『意味の編集者』としてのWABISUKE
『意味の編集者』としてのWABISUKE

― 京都という“見えない資源”を、現代に編み直す ―
私たちは日々、目に見えるものに囲まれて暮らしています。スマートフォン、家具、衣服、食器。けれど、その背後にある「意味」や「背景」にまで意識を向けることは、どれほどあるでしょうか。
WABISUKEは、そうした「見えないもの」に光を当てる存在です。
私たちはモノを作る会社ではありません。伝統を守る団体でもありません。
私たちは、**「京都という巨大な意味資源を、現代人が“使える形”に編集する存在」**です。
京都という“意味の鉱脈”
京都には、千年を超える時間の中で蓄積された「意味」があります。
それは、建築や工芸、茶道や和菓子といった形ある文化だけではありません。
たとえば、朝の光が差し込む縁側の静けさ。
湯気の立つお椀を前にしたときの、心のほどける感覚。
季節の移ろいを、衣替えや器の模様で感じ取る繊細な感性。
こうした「目に見えない京都」は、まるで地下に眠る鉱脈のように、豊かで、深く、そして静かに存在しています。
しかし現代において、その意味はしばしば「古いもの」「観光資源」として表層的に消費されがちです。
WABISUKEは、そこに抗います。
編集とは、翻訳であり、再構築である
「編集」とは、単に情報を並べ替えることではありません。
それは、ある文脈から別の文脈へと“意味”を移し替える行為です。
つまり、編集とは一種の“翻訳”であり、“再構築”でもあります。
WABISUKEが行っているのは、まさにこの「意味の翻訳」です。
たとえば、ある職人の手仕事に宿る哲学を、現代のライフスタイルに響く言葉で語り直す。
あるいは、季節の行事に込められた祈りを、プロダクトの形や使い方に落とし込む。
私たちは、京都に眠る意味を掘り起こし、それを現代人の感性に届くように編集します。
それは、単なる“紹介”ではなく、“再発明”に近い営みです。
「使える形」にするということ
WABISUKEが大切にしているのは、「意味を使える形にする」ことです。
それは、単に美しいだけのオブジェではなく、日常の中で“手に取られるもの”であること。
そして、使うたびに、そこに込められた物語や感情が、静かに立ち上がってくるようなもの。
たとえば、ある茶碗に込められた「間(ま)」の感覚。
それは、忙しない日常の中で、ふと立ち止まり、呼吸を整えるきっかけになるかもしれません。
あるいは、布の手触りに宿る「余白」の美学が、使い手の心に静けさをもたらすかもしれません。
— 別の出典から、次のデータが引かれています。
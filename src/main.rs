// Copyright (c) 2026 Robert L. Snyder, Sierra Vista, AZ
// Licensed under the MIT License. See LICENSE file in the project root for details.

use std::env;
use std::path::PathBuf;

use anyhow::{anyhow, bail, Context, Result};
use tracing::{debug, info};
use tracing_subscriber::EnvFilter;

use notequiz::config::{validate_config, QuizFile};
use notequiz::generators::{Sequence, SequenceGenerator};
use notequiz::music::NoteAlphabet;
use notequiz::render::timing::bpm_for_frame_duration;
use notequiz::render::{asset_table, compositor, ManifestCompositor, VideoPlan};

fn print_usage() {
    println!("NOTEQUIZ - Note recognition drill generator");
    println!();
    println!("Usage: notequiz <COMMAND> [OPTIONS]");
    println!();
    println!("Commands:");
    println!("  generate                Generate a note sequence and write it to a text file");
    println!("  plan                    Generate a sequence and write the video render manifest");
    println!("  assets                  List the image and voice assets each note needs");
    println!("  validate <FILE>         Check a quiz config file");
    println!();
    println!("Options:");
    println!("  --config <FILE>         Quiz config (YAML)");
    println!("  --count <N>             Number of notes (default 30)");
    println!("  --seed <S>              Fixed random seed");
    println!("  --notes <A,B,..>        Comma separated note alphabet (default B#,C,D,E)");
    println!("  --out <FILE>            Sequence text file (default test-notes.txt)");
    println!("  --manifest <FILE>       Render manifest file (plan only)");
    println!("  --help                  Show this help message");
}

/// Command line overrides applied on top of the config file
#[derive(Debug, Default)]
struct CliOptions {
    config: Option<PathBuf>,
    count: Option<i64>,
    seed: Option<u64>,
    notes: Option<NoteAlphabet>,
    out: Option<PathBuf>,
    manifest: Option<PathBuf>,
}

impl CliOptions {
    fn parse(args: &[String]) -> Result<Self> {
        let mut options = Self::default();
        let mut iter = args.iter();
        while let Some(flag) = iter.next() {
            let mut value = || iter.next().ok_or_else(|| anyhow!("{} requires a value", flag));
            match flag.as_str() {
                "--config" => options.config = Some(PathBuf::from(value()?)),
                "--count" => {
                    let raw = value()?;
                    options.count = Some(
                        raw.parse()
                            .map_err(|_| anyhow!("Invalid note count: {}", raw))?,
                    );
                }
                "--seed" => {
                    let raw = value()?;
                    options.seed =
                        Some(raw.parse().map_err(|_| anyhow!("Invalid seed: {}", raw))?);
                }
                "--notes" => options.notes = Some(NoteAlphabet::parse_list(value()?)),
                "--out" => options.out = Some(PathBuf::from(value()?)),
                "--manifest" => options.manifest = Some(PathBuf::from(value()?)),
                other => bail!("Unknown option: {}", other),
            }
        }
        Ok(options)
    }

    /// Load the config file (or defaults) and apply overrides
    fn resolve(self) -> Result<QuizFile> {
        let mut config = match &self.config {
            Some(path) => QuizFile::load(path)?,
            None => QuizFile::default(),
        };
        if let Some(count) = self.count {
            config.quiz.count = count;
        }
        if let Some(seed) = self.seed {
            config.quiz.seed = Some(seed);
        }
        if let Some(notes) = self.notes {
            config.quiz.notes = notes;
        }
        if let Some(out) = self.out {
            config.output.sequence_file = out;
        }
        if let Some(manifest) = self.manifest {
            config.output.manifest_file = manifest;
        }
        config.validate().context("Invalid quiz settings")?;
        debug!(?config, "resolved quiz config");
        Ok(config)
    }
}

fn generate(config: &QuizFile) -> Result<Sequence> {
    let mut generator =
        SequenceGenerator::from_seed_option(config.quiz.notes.clone(), config.quiz.seed);
    let sequence = generator.generate(config.quiz.count)?;
    sequence.save(&config.output.sequence_file)?;

    info!(
        notes = sequence.len(),
        alphabet = generator.alphabet().len(),
        seed = ?config.quiz.seed,
        file = %config.output.sequence_file.display(),
        "note sequence written"
    );
    Ok(sequence)
}

fn run_generate(config: &QuizFile) -> Result<()> {
    let sequence = generate(config)?;
    println!("{}", sequence.to_text());
    Ok(())
}

fn run_plan(config: &QuizFile) -> Result<()> {
    let sequence = generate(config)?;
    let plan = VideoPlan::build(&sequence, &config.render, &config.output.video_file);
    println!("Num of cards: {}", plan.len());

    let mut backend = ManifestCompositor::new(&config.output.manifest_file);
    compositor::run(&mut backend, &plan)?;

    println!(
        "Plan for {:?}: {:.1}s, {} frames at {} fps",
        plan.output,
        plan.total_duration(),
        plan.frame_count(),
        plan.fps
    );
    println!("Manifest written to {:?}", backend.path());
    Ok(())
}

fn run_assets(config: &QuizFile) -> Result<()> {
    for entry in asset_table(&config.quiz.notes, &config.render) {
        let status = if entry.is_present() { "ok" } else { "missing" };
        println!(
            "{:<4} {:<4} {:<10} {:?} {:?} [{}]",
            entry.label,
            entry.display_text,
            entry.spoken_name,
            entry.image,
            entry.voice,
            status
        );
    }
    Ok(())
}

fn run_validate(args: &[String]) -> Result<()> {
    let path = args
        .first()
        .ok_or_else(|| anyhow!("validate requires a config file path"))?;
    let config = validate_config(path)?;
    let frame_duration = config.render.effective_frame_duration();
    println!(
        "{}: ok ({} notes from {} labels, {:.2}s per card, {:.0} BPM)",
        path,
        config.quiz.count,
        config.quiz.notes.len(),
        frame_duration,
        bpm_for_frame_duration(frame_duration)
    );
    Ok(())
}

fn main() -> Result<()> {
    tracing_subscriber::fmt()
        .with_env_filter(
            EnvFilter::try_from_default_env().unwrap_or_else(|_| EnvFilter::new("info")),
        )
        .with_writer(std::io::stderr)
        .init();

    let args: Vec<String> = env::args().collect();

    if args.len() < 2 {
        println!("NOTEQUIZ - Note recognition drill generator");
        println!("Run with --help for usage information");
        return Ok(());
    }

    let rest = &args[2..];
    match args[1].as_str() {
        "generate" => run_generate(&CliOptions::parse(rest)?.resolve()?)?,
        "plan" => run_plan(&CliOptions::parse(rest)?.resolve()?)?,
        "assets" => run_assets(&CliOptions::parse(rest)?.resolve()?)?,
        "validate" => run_validate(rest)?,
        "--help" | "-h" => {
            print_usage();
        }
        _ => {
            eprintln!("Unknown command: {}", args[1]);
            print_usage();
            std::process::exit(1);
        }
    }

    Ok(())
}
// Copyright (c) 2026 Robert L. Snyder, Sierra Vista, AZ
// Licensed under the MIT License. See LICENSE file in the project root for details.

//! Generative engines for drill content.
//!
//! Generators take an alphabet of note labels and a random source and
//! produce the ordered material a quiz is built from.

pub mod sequence;

pub use sequence::{generate_sequence, Sequence, SequenceError, SequenceGenerator};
意味は、ただ語られるだけではなく、「触れられる形」であってこそ、私たちの生活に根づいていくのです。
継承ではなく、共創へ
伝統を「守る」ことは、時にその本質を閉じ込めてしまうことがあります。
WABISUKEは、伝統を“保存”するのではなく、“共創”することを選びます。
たとえば、若い世代の感性と、老舗の職人の技術が出会うことで生まれる新しい表現。
あるいは、海外のデザイナーと京都の素材が交わることで立ち上がる、異文化の対話。
私たちは、京都の意味資源を「固定されたもの」ではなく、「流動するもの」として捉えています。
だからこそ、編集という行為を通じて、常に新しい形へと開かれていくのです。
「意味の編集者」としての矜持
WABISUKEの仕事は、目に見えにくいものを扱う仕事です。
それは、数字や成果としてすぐに現れるものではありません。
けれど、誰かの暮らしの中で、ふとした瞬間に「心がほどける」ような体験を生む。
そんな“静かな革命”を、私たちは信じています。
「意味の編集者」として、私たちはこれからも、京都という深い井戸から水を汲み上げ、
それを現代の器に注ぎ直すような仕事を続けていきます。
それは、過去と未来をつなぐ、ささやかで、しかし確かな営みです。